Thanksgiving With Pimp Chicago
We wanted to get into the Players Ball. He told us he could help.
Hi Everyone,
It’s been a minute, my apologies. Got waylaid working on this book. For a couple of years I spent Thanksgiving with different iconic American subcultures. I should have continued! These pictures are low-res files shot by the English photographer Chris Anderson (not the Magnum guy), with whom I lost touch several years ago. If you’re out there Chris, get in touch!
Thank you as always for reading, and hopefully I’ll see you in the comments.
Sanjiv
“We Family Now.”
It was 3am when Billy finally brought the van to a halt. We were in a motel car park beside the freeway, somewhere near Gary, Indiana. Exactly why we’d stopped I couldn’t say, only that when we left the party over two hours ago—me and Chris, the photographer, and Billy and his boss Pimp Chicago. We were supposed to collect two prostitutes from a truck park near the Illinois border, but we sailed past that state line 60 miles ago and still no sign of Gypsy or Aphrodite.
“What did I tell you about pimping? It’s a business, that’s right. And in business you got to pay. Now you want to go to the Players Ball, but you don’t want to handle your business. So what—you trying to pimp us?”
As Billy spoke, Pimp Chicago sat imperially silent in the passenger seat. It’s a pimp’s affectation to have assistants and such, so Billy served variously as his minder, driver, gopher and, on special occasions, his door-opener. He was the Walmart version of that guy who went around holding a parasol for P-Diddy. But he’s also Chicago’s older brother by six years—he was 46 then—a double drop in seniority which has done nothing for his general charm.
“Now Chicago don’t need your money, he got money. Tell me, does he look like a man who needs money?”
In a pumpkin suit, flashing rings and twinkling cherry gators, Pimp Chicago delicately tweaked the tilt of his strawberry hat in a wing mirror. A bony five-two, he put the imp in ‘pimp’, an elfin dandy, dressed for a tap dance.
“But you gotta pay the Bishop,” Billy went on. “Everybody pays that n*****—Snoop Dogg, HBO, everybody. So you making a big problem right now, and this ain’t no game–”

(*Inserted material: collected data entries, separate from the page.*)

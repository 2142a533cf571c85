//! Forecast result structure for holding dated predictions and bands.

use crate::error::{ForecastError, Result};
use chrono::NaiveDate;
use serde::{Deserialize, Serialize};

/// One forecast row.
#[derive(Debug, Clone, Copy, PartialEq, Serialize, Deserialize)]
pub struct ForecastPoint {
    pub date: NaiveDate,
    pub yhat: f64,
    pub p10: f64,
    pub p90: f64,
}

/// Headline numbers of a forecast: mean point estimate and the widest band.
#[derive(Debug, Clone, Copy, PartialEq, Serialize, Deserialize)]
pub struct ForecastSummary {
    pub mean: f64,
    pub p10: f64,
    pub p90: f64,
}

/// Point predictions with an 80% interval over a contiguous daily horizon.
#[derive(Debug, Clone, Default, PartialEq)]
pub struct ForecastResult {
    dates: Vec<NaiveDate>,
    point: Vec<f64>,
    lower: Vec<f64>,
    upper: Vec<f64>,
}

impl ForecastResult {
    /// Build a result from aligned columns.
    pub fn new(
        dates: Vec<NaiveDate>,
        point: Vec<f64>,
        lower: Vec<f64>,
        upper: Vec<f64>,
    ) -> Result<Self> {
        for len in [point.len(), lower.len(), upper.len()] {
            if len != dates.len() {
                return Err(ForecastError::DimensionMismatch {
                    expected: dates.len(),
                    got: len,
                });
            }
        }

        Ok(Self {
            dates,
            point,
            lower,
            upper,
        })
    }

    /// Get the forecast horizon (number of days).
    pub fn horizon(&self) -> usize {
        self.dates.len()
    }

    pub fn is_empty(&self) -> bool {
        self.dates.is_empty()
    }

    pub fn dates(&self) -> &[NaiveDate] {
        &self.dates
    }

    pub fn yhat(&self) -> &[f64] {
        &self.point
    }

    pub fn p10(&self) -> &[f64] {
        &self.lower
    }

    pub fn p90(&self) -> &[f64] {
        &self.upper
    }

    /// Iterate over rows in date order.
    pub fn points(&self) -> impl Iterator<Item = ForecastPoint> + '_ {
        self.dates.iter().enumerate().map(|(i, &date)| ForecastPoint {
            date,
            yhat: self.point[i],
            p10: self.lower[i],
            p90: self.upper[i],
        })
    }

    /// Mean of the point forecast, lowest p10 and highest p90.
    pub fn summary(&self) -> Option<ForecastSummary> {
        if self.is_empty() {
            return None;
        }
        let mean = self.point.iter().sum::<f64>() / self.point.len() as f64;
        let p10 = self.lower.iter().copied().fold(f64::INFINITY, f64::min);
        let p90 = self.upper.iter().copied().fold(f64::NEG_INFINITY, f64::max);
        Some(ForecastSummary { mean, p10, p90 })
    }
}
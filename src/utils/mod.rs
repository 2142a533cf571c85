//! Evaluation and statistics helpers.

pub mod backtest;
pub mod metrics;
pub mod stats;

pub use backtest::{BacktestConfig, BacktestMetrics, Backtester, FoldResult, FoldWindow};
pub use metrics::{calculate_metrics, AccuracyMetrics};
pub use stats::Z_P90;
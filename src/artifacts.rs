//! On-disk training artifacts.
//!
//! A run is written to `<output_dir>/<key>/<timestamp>/` as:
//! - `forecast.csv`: `date,yhat,p10,p90`
//! - `metadata.json`: configuration, backtest metrics, features, history length
//! - `model.json`: feature names, coefficients and sigma
//! - `model_summary.txt`

use crate::config::ForecastConfig;
use crate::error::Result;
use crate::forecaster::ForecastOutcome;
use crate::utils::BacktestMetrics;
use chrono::{DateTime, Utc};
use serde::{Deserialize, Serialize};
use std::fs::{self, File};
use std::path::{Path, PathBuf};
use tracing::info;

/// Directory timestamp format.
pub const TIMESTAMP_FORMAT: &str = "%Y%m%dT%H%M%S";

/// Identity of an artifact directory: `p<product>_<country>_<channel>`.
#[derive(Debug, Clone, PartialEq, Eq, Serialize, Deserialize)]
pub struct ArtifactKey {
    pub product_id: Option<String>,
    pub country: String,
    pub channel: String,
}

impl ArtifactKey {
    pub fn new(product_id: Option<&str>, country: &str, channel: &str) -> Self {
        Self {
            product_id: product_id.map(str::to_string),
            country: country.to_string(),
            channel: channel.to_string(),
        }
    }

    /// Directory name; CSV-sourced runs without a product id use `csv`.
    pub fn dir_name(&self) -> String {
        format!(
            "p{}_{}_{}",
            self.product_id.as_deref().unwrap_or("csv"),
            self.country,
            self.channel
        )
    }
}

#[derive(Debug, Clone, PartialEq, Serialize, Deserialize)]
pub struct ArtifactMetadata {
    pub key: ArtifactKey,
    pub config: ForecastConfig,
    pub metrics: BacktestMetrics,
    pub features: Vec<String>,
    pub endog_len: usize,
    #[serde(rename = "createdAt")]
    pub created_at: String,
}

/// Write every artifact of `outcome` and return the run directory.
pub fn write_artifacts(
    output_dir: impl AsRef<Path>,
    key: &ArtifactKey,
    outcome: &ForecastOutcome,
    config: &ForecastConfig,
    created_at: DateTime<Utc>,
) -> Result<PathBuf> {
    let timestamp = created_at.format(TIMESTAMP_FORMAT).to_string();
    let dir = output_dir.as_ref().join(key.dir_name()).join(&timestamp);
    fs::create_dir_all(&dir)?;

    let mut writer = csv::Writer::from_path(dir.join("forecast.csv"))?;
    writer.write_record(["date", "yhat", "p10", "p90"])?;
    for point in outcome.forecast.points() {
        writer.write_record([
            point.date.to_string(),
            point.yhat.to_string(),
            point.p10.to_string(),
            point.p90.to_string(),
        ])?;
    }
    writer.flush()?;

    let metadata = ArtifactMetadata {
        key: key.clone(),
        config: config.clone(),
        metrics: outcome.metrics.clone(),
        features: outcome.model.feature_names().to_vec(),
        endog_len: outcome.endog_len,
        created_at: timestamp,
    };
    serde_json::to_writer_pretty(File::create(dir.join("metadata.json"))?, &metadata)?;
    serde_json::to_writer_pretty(File::create(dir.join("model.json"))?, &outcome.model)?;
    fs::write(dir.join("model_summary.txt"), outcome.model_summary())?;

    info!(path = %dir.display(), "wrote artifacts");
    Ok(dir)
}
//! Gap-free daily sales series and the normalizer that builds it.

use crate::error::{ForecastError, Result};
use chrono::NaiveDate;
use serde::{Deserialize, Serialize};
use std::collections::BTreeMap;

/// A raw exogenous value as delivered by a data source.
///
/// Text values are parsed lazily; anything that does not parse to a finite
/// number counts as missing.
#[derive(Debug, Clone, PartialEq, Serialize, Deserialize)]
#[serde(untagged)]
pub enum ExogValue {
    Number(f64),
    Text(String),
    Missing,
}

impl ExogValue {
    /// Coerce to a finite `f64`, or `None` when missing or unparseable.
    pub fn as_f64(&self) -> Option<f64> {
        match self {
            ExogValue::Number(v) if v.is_finite() => Some(*v),
            ExogValue::Text(s) => s.trim().parse::<f64>().ok().filter(|v| v.is_finite()),
            _ => None,
        }
    }
}

impl From<f64> for ExogValue {
    fn from(value: f64) -> Self {
        ExogValue::Number(value)
    }
}

impl From<Option<f64>> for ExogValue {
    fn from(value: Option<f64>) -> Self {
        value.map_or(ExogValue::Missing, ExogValue::Number)
    }
}

impl From<&str> for ExogValue {
    fn from(value: &str) -> Self {
        if value.trim().is_empty() {
            ExogValue::Missing
        } else {
            ExogValue::Text(value.to_string())
        }
    }
}

/// One raw input row: a calendar day, its observed sales and exogenous values.
#[derive(Debug, Clone, PartialEq, Serialize, Deserialize)]
pub struct SalesRecord {
    pub date: NaiveDate,
    #[serde(default)]
    pub target: Option<f64>,
    #[serde(default)]
    pub exog: BTreeMap<String, ExogValue>,
}

impl SalesRecord {
    pub fn new(date: NaiveDate, target: Option<f64>) -> Self {
        Self {
            date,
            target,
            exog: BTreeMap::new(),
        }
    }

    pub fn with_exog(mut self, name: &str, value: impl Into<ExogValue>) -> Self {
        self.exog.insert(name.to_string(), value.into());
        self
    }
}

/// A named exogenous column aligned with a series' dates.
///
/// `None` only appears before the first observation of the column.
#[derive(Debug, Clone, PartialEq)]
pub struct ExogColumn {
    name: String,
    values: Vec<Option<f64>>,
}

impl ExogColumn {
    pub fn new(name: impl Into<String>, values: Vec<Option<f64>>) -> Self {
        Self {
            name: name.into(),
            values,
        }
    }

    pub fn name(&self) -> &str {
        &self.name
    }

    pub fn values(&self) -> &[Option<f64>] {
        &self.values
    }

    /// Last known value of the column, if it was ever observed.
    pub fn last_known(&self) -> Option<f64> {
        self.values.iter().rev().find_map(|v| *v)
    }
}

/// Anything that carries a date index plus exogenous columns.
///
/// Implemented by historical series and by synthetic future frames so the
/// feature builder treats both identically.
pub trait Covariates {
    fn dates(&self) -> &[NaiveDate];
    fn exog(&self) -> &[ExogColumn];
}

/// A daily series with exactly one row per calendar day.
#[derive(Debug, Clone, PartialEq)]
pub struct DailySeries {
    dates: Vec<NaiveDate>,
    target: Vec<f64>,
    exog: Vec<ExogColumn>,
}

impl DailySeries {
    /// Reindex raw rows onto a complete daily calendar.
    ///
    /// Days without a row get a zero target; exogenous values are carried
    /// forward from the previous day. Each declared exogenous column must
    /// appear in at least one row.
    pub fn normalize(records: &[SalesRecord], exog_columns: &[String]) -> Result<Self> {
        if records.is_empty() {
            return Err(ForecastError::EmptyInput);
        }

        for name in exog_columns {
            if !records.iter().any(|r| r.exog.contains_key(name)) {
                return Err(ForecastError::InvalidConfiguration(format!(
                    "exogenous column '{}' not present in input",
                    name
                )));
            }
        }

        let mut by_date: BTreeMap<NaiveDate, &SalesRecord> = BTreeMap::new();
        for record in records {
            if by_date.insert(record.date, record).is_some() {
                return Err(ForecastError::DuplicateDate(record.date));
            }
        }

        let (start, end) = match (by_date.keys().next(), by_date.keys().next_back()) {
            (Some(&start), Some(&end)) => (start, end),
            _ => return Err(ForecastError::EmptyInput),
        };
        let n = (end - start).num_days() as usize + 1;

        let mut dates = Vec::with_capacity(n);
        let mut target = Vec::with_capacity(n);
        let mut exog: Vec<ExogColumn> = exog_columns
            .iter()
            .map(|name| ExogColumn::new(name.clone(), Vec::with_capacity(n)))
            .collect();

        for date in start.iter_days().take(n) {
            let record = by_date.get(&date);
            let value = record
                .and_then(|r| r.target)
                .filter(|v| v.is_finite())
                .unwrap_or(0.0);

            dates.push(date);
            target.push(value);

            for column in exog.iter_mut() {
                let observed = record
                    .and_then(|r| r.exog.get(&column.name))
                    .and_then(ExogValue::as_f64);
                let carried = column.values.last().copied().flatten();
                column.values.push(observed.or(carried));
            }
        }

        Ok(Self {
            dates,
            target,
            exog,
        })
    }

    /// Get the number of days.
    pub fn len(&self) -> usize {
        self.dates.len()
    }

    pub fn is_empty(&self) -> bool {
        self.dates.is_empty()
    }

    /// Daily target values (zero on days without sales).
    pub fn target(&self) -> &[f64] {
        &self.target
    }

    pub fn exog_column(&self, name: &str) -> Option<&ExogColumn> {
        self.exog.iter().find(|c| c.name == name)
    }

    pub fn start_date(&self) -> Option<NaiveDate> {
        self.dates.first().copied()
    }

    pub fn end_date(&self) -> Option<NaiveDate> {
        self.dates.last().copied()
    }

    /// Sub-series covering rows `start..end`.
    pub fn slice(&self, start: usize, end: usize) -> Result<DailySeries> {
        if start > end {
            return Err(ForecastError::InvalidConfiguration(format!(
                "slice start {} is after end {}",
                start, end
            )));
        }
        if end > self.len() {
            return Err(ForecastError::DimensionMismatch {
                expected: self.len(),
                got: end,
            });
        }

        Ok(DailySeries {
            dates: self.dates[start..end].to_vec(),
            target: self.target[start..end].to_vec(),
            exog: self
                .exog
                .iter()
                .map(|c| ExogColumn::new(c.name.clone(), c.values[start..end].to_vec()))
                .collect(),
        })
    }

    /// The `horizon` days following the last date, with every exogenous
    /// column held at its last known value.
    pub fn future(&self, horizon: usize) -> Result<FutureFrame> {
        let last = self.end_date().ok_or(ForecastError::EmptyInput)?;
        let dates: Vec<NaiveDate> = last.iter_days().skip(1).take(horizon).collect();
        let exog = self
            .exog
            .iter()
            .map(|c| ExogColumn::new(c.name.clone(), vec![c.last_known(); dates.len()]))
            .collect();

        Ok(FutureFrame { dates, exog })
    }

    /// Convert back to raw rows, one per day.
    pub fn to_records(&self) -> Vec<SalesRecord> {
        self.dates
            .iter()
            .enumerate()
            .map(|(i, &date)| {
                self.exog.iter().fold(
                    SalesRecord::new(date, Some(self.target[i])),
                    |record, column| record.with_exog(&column.name, column.values[i]),
                )
            })
            .collect()
    }
}

impl Covariates for DailySeries {
    fn dates(&self) -> &[NaiveDate] {
        &self.dates
    }

    fn exog(&self) -> &[ExogColumn] {
        &self.exog
    }
}

/// Synthetic future rows that follow a historical series.
#[derive(Debug, Clone, PartialEq)]
pub struct FutureFrame {
    dates: Vec<NaiveDate>,
    exog: Vec<ExogColumn>,
}

impl FutureFrame {
    pub fn len(&self) -> usize {
        self.dates.len()
    }

    pub fn is_empty(&self) -> bool {
        self.dates.is_empty()
    }
}

impl Covariates for FutureFrame {
    fn dates(&self) -> &[NaiveDate] {
        &self.dates
    }

    fn exog(&self) -> &[ExogColumn] {
        &self.exog
    }
}

#[cfg(test)]
mod tests {
    use super::*;

    fn day(d: u32) -> NaiveDate {
        NaiveDate::from_ymd_opt(2025, 1, d).unwrap()
    }

    fn price() -> Vec<String> {
        vec!["price".to_string()]
    }

    #[test]
    fn normalize_fills_gaps_with_zero_target() {
        let records = vec![
            SalesRecord::new(day(5), Some(3.0)),
            SalesRecord::new(day(1), Some(1.0)),
            SalesRecord::new(day(3), None),
        ];

        let series = DailySeries::normalize(&records, &[]).unwrap();

        assert_eq!(series.len(), 5);
        assert_eq!(series.start_date(), Some(day(1)));
        assert_eq!(series.end_date(), Some(day(5)));
        assert_eq!(series.target(), &[1.0, 0.0, 0.0, 0.0, 3.0]);
    }

    #[test]
    fn normalize_forward_fills_exogenous() {
        let records = vec![
            SalesRecord::new(day(1), Some(1.0)),
            SalesRecord::new(day(2), Some(2.0)).with_exog("price", 9.5),
            SalesRecord::new(day(4), Some(4.0)).with_exog("price", ExogValue::Missing),
            SalesRecord::new(day(5), Some(5.0)).with_exog("price", 8.0),
        ];

        let series = DailySeries::normalize(&records, &price()).unwrap();
        let column = series.exog_column("price").unwrap();

        assert_eq!(
            column.values(),
            &[None, Some(9.5), Some(9.5), Some(9.5), Some(8.0)]
        );
    }

    #[test]
    fn unparseable_exogenous_counts_as_missing() {
        let records = vec![
            SalesRecord::new(day(1), Some(1.0)).with_exog("price", "12.5"),
            SalesRecord::new(day(2), Some(1.0)).with_exog("price", "n/a"),
            SalesRecord::new(day(3), Some(1.0)).with_exog("price", f64::NAN),
        ];

        let series = DailySeries::normalize(&records, &price()).unwrap();

        assert_eq!(
            series.exog_column("price").unwrap().values(),
            &[Some(12.5), Some(12.5), Some(12.5)]
        );
    }

    #[test]
    fn normalize_rejects_empty_input() {
        assert_eq!(
            DailySeries::normalize(&[], &[]),
            Err(ForecastError::EmptyInput)
        );
    }

    #[test]
    fn normalize_rejects_duplicate_dates() {
        let records = vec![
            SalesRecord::new(day(1), Some(1.0)),
            SalesRecord::new(day(1), Some(2.0)),
        ];
        assert_eq!(
            DailySeries::normalize(&records, &[]),
            Err(ForecastError::DuplicateDate(day(1)))
        );
    }

    #[test]
    fn normalize_rejects_undeclared_column() {
        let records = vec![SalesRecord::new(day(1), Some(1.0))];
        assert!(matches!(
            DailySeries::normalize(&records, &price()),
            Err(ForecastError::InvalidConfiguration(_))
        ));
    }

    #[test]
    fn single_row_gives_single_day() {
        let records = vec![SalesRecord::new(day(7), Some(4.0))];
        let series = DailySeries::normalize(&records, &[]).unwrap();

        assert_eq!(series.len(), 1);
        assert_eq!(series.start_date(), series.end_date());
    }

    #[test]
    fn normalize_is_idempotent() {
        let records = vec![
            SalesRecord::new(day(2), Some(2.0)),
            SalesRecord::new(day(4), Some(4.0)).with_exog("price", 3.0),
            SalesRecord::new(day(9), None).with_exog("price", 2.0),
        ];
        let once = DailySeries::normalize(&records, &price()).unwrap();
        let twice = DailySeries::normalize(&once.to_records(), &price()).unwrap();

        assert_eq!(once, twice);
    }

    #[test]
    fn future_carries_last_known_values() {
        let records = vec![
            SalesRecord::new(day(1), Some(1.0)).with_exog("price", 4.0),
            SalesRecord::new(day(3), Some(1.0)),
        ];
        let series = DailySeries::normalize(&records, &price()).unwrap();
        let future = series.future(3).unwrap();

        assert_eq!(future.dates(), &[day(4), day(5), day(6)]);
        assert_eq!(future.exog()[0].values(), &[Some(4.0); 3]);
    }

    #[test]
    fn slice_keeps_column_alignment() {
        let records: Vec<_> = (1..=6)
            .map(|d| SalesRecord::new(day(d), Some(d as f64)).with_exog("price", d as f64))
            .collect();
        let series = DailySeries::normalize(&records, &price()).unwrap();
        let part = series.slice(2, 5).unwrap();

        assert_eq!(part.target(), &[3.0, 4.0, 5.0]);
        assert_eq!(part.dates()[0], day(3));
        assert_eq!(
            part.exog_column("price").unwrap().values(),
            &[Some(3.0), Some(4.0), Some(5.0)]
        );
        assert!(series.slice(4, 2).is_err());
        assert!(series.slice(0, 7).is_err());
    }
}
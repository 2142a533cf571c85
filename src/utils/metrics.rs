//! Accuracy metrics for forecast evaluation.

use crate::error::{ForecastError, Result};
use serde::{Deserialize, Serialize};

/// Floor on |actual| in the MAPE denominator.
pub const MAPE_EPSILON: f64 = 1e-6;
/// Added to the WMAPE denominator.
pub const WMAPE_EPSILON: f64 = 1e-8;

/// Accuracy metrics for one evaluation window.
///
/// Percentage metrics are fractions (0.1 means 10%).
#[derive(Debug, Clone, Copy, PartialEq, Serialize, Deserialize)]
pub struct AccuracyMetrics {
    /// Mean Absolute Error
    pub mae: f64,
    /// Mean Absolute Percentage Error, with |actual| floored at `MAPE_EPSILON`
    pub mape: f64,
    /// Weighted MAPE: total absolute error over total absolute actuals
    pub wmape: f64,
}

/// Calculate accuracy metrics between actual and predicted values.
pub fn calculate_metrics(actual: &[f64], predicted: &[f64]) -> Result<AccuracyMetrics> {
    if actual.is_empty() || predicted.is_empty() {
        return Err(ForecastError::EmptyInput);
    }

    if actual.len() != predicted.len() {
        return Err(ForecastError::DimensionMismatch {
            expected: actual.len(),
            got: predicted.len(),
        });
    }

    Ok(AccuracyMetrics {
        mae: mae(actual, predicted),
        mape: mape(actual, predicted),
        wmape: wmape(actual, predicted),
    })
}

/// Calculate MAE between two slices.
pub fn mae(actual: &[f64], predicted: &[f64]) -> f64 {
    if actual.len() != predicted.len() || actual.is_empty() {
        return f64::NAN;
    }
    actual
        .iter()
        .zip(predicted)
        .map(|(a, p)| (a - p).abs())
        .sum::<f64>()
        / actual.len() as f64
}

/// Calculate MAPE between two slices.
///
/// mean(|a - p| / max(|a|, 1e-6))
pub fn mape(actual: &[f64], predicted: &[f64]) -> f64 {
    if actual.len() != predicted.len() || actual.is_empty() {
        return f64::NAN;
    }
    actual
        .iter()
        .zip(predicted)
        .map(|(a, p)| (a - p).abs() / a.abs().max(MAPE_EPSILON))
        .sum::<f64>()
        / actual.len() as f64
}

/// Calculate WMAPE between two slices.
///
/// sum(|a - p|) / (sum(|a|) + 1e-8)
pub fn wmape(actual: &[f64], predicted: &[f64]) -> f64 {
    if actual.len() != predicted.len() || actual.is_empty() {
        return f64::NAN;
    }
    let error: f64 = actual.iter().zip(predicted).map(|(a, p)| (a - p).abs()).sum();
    let scale: f64 = actual.iter().map(|a| a.abs()).sum();
    error / (scale + WMAPE_EPSILON)
}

Chicago silenced Billy with a wave and turned briskly to look me in the eye. “Now don’t be scared,” he said, quietly. “Stick with me and the Bishop can’t touch you. We family now—didn’t I invite you in my house, didn’t I introduce you to my mother? Well then.” He pulled his jacket to the side and revealed a handgun tucked into his belt. “You know I carry this, right? So I ain’t scared of no Bishop, I ain’t even scared of no penitentiary. I already did 15 years and I didn’t mind. I go there again tomorrow.”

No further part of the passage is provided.